◆ PROBLEM TO SOLVE
Copy out each line of the data that contains "client".

*** Opening of SUPPLIED DATA ***

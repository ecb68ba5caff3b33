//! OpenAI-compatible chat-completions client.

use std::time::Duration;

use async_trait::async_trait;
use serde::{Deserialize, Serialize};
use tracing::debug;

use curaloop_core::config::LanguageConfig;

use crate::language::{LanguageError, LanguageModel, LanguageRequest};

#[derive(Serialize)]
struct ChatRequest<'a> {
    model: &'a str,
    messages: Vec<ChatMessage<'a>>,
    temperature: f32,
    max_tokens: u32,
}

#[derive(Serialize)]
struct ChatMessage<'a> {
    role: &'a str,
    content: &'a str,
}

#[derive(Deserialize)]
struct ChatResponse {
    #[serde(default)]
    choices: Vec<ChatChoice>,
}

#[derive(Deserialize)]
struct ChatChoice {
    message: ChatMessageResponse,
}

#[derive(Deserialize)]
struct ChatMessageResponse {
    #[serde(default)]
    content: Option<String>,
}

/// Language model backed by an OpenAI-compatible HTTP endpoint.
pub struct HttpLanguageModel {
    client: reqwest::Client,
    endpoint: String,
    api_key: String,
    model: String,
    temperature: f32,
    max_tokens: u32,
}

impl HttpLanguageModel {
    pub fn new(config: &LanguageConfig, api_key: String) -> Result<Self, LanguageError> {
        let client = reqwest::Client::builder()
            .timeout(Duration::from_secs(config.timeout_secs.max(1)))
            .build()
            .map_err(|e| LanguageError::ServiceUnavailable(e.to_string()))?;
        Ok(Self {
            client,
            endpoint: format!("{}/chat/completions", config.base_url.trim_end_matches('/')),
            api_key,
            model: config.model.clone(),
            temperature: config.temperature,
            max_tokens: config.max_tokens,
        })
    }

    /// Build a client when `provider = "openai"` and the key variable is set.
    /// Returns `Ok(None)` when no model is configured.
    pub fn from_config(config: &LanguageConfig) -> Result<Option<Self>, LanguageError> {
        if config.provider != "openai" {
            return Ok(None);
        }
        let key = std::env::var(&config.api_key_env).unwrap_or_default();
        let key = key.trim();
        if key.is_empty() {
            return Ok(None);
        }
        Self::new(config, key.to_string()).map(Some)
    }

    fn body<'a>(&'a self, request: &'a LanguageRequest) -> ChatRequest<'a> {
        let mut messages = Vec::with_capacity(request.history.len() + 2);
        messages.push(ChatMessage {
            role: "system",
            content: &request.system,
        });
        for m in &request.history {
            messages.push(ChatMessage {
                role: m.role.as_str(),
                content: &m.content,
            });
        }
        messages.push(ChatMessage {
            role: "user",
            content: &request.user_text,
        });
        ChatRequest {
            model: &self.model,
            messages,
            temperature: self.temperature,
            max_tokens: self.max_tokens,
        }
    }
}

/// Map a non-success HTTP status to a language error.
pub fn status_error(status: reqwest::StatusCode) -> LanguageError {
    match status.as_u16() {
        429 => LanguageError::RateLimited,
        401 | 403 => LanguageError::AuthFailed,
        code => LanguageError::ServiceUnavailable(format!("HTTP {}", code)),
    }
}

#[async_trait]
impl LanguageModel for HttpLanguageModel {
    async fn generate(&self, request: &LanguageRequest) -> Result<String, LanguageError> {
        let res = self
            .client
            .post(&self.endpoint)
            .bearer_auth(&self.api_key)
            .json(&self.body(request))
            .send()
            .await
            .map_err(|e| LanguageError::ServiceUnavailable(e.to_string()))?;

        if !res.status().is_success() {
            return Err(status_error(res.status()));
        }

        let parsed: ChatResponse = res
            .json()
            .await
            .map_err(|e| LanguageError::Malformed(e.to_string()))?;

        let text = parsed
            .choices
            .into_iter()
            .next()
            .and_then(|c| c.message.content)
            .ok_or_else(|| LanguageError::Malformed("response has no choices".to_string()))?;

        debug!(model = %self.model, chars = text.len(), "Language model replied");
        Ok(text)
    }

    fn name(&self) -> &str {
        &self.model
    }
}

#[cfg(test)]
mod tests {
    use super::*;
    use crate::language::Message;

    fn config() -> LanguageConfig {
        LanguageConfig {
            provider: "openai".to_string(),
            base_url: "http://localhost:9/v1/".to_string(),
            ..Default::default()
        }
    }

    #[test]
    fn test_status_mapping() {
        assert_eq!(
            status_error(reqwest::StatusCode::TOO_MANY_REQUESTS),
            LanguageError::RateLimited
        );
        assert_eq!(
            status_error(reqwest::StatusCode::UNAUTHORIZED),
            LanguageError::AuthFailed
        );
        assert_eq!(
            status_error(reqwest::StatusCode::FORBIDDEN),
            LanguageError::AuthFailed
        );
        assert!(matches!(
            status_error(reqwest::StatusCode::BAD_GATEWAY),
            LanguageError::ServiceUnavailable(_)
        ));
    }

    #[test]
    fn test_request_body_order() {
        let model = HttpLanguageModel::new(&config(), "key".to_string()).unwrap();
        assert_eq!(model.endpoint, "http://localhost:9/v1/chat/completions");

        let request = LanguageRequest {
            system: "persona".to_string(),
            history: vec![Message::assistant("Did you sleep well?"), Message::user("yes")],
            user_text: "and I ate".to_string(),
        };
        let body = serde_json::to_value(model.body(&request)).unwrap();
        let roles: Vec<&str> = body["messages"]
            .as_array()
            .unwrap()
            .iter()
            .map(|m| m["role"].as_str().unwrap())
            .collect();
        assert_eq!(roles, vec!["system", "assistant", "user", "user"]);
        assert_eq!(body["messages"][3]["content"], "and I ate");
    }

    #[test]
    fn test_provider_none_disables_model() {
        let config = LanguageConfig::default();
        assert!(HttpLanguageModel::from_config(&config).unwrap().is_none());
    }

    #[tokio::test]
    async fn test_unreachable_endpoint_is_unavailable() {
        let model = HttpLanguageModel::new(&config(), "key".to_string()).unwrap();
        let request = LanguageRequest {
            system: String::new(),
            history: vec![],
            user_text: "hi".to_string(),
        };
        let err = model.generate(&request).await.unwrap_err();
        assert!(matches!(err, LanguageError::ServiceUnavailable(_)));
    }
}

*** Close of SUPPLIED DATA ***

◆ FINISHED TASK
//! OpenAI-compatible chat-completions client.
    client: reqwest::Client,
        let client = reqwest::Client::builder()
            client,
    /// Build a client when `provider = "openai"` and the key variable is set.
            .client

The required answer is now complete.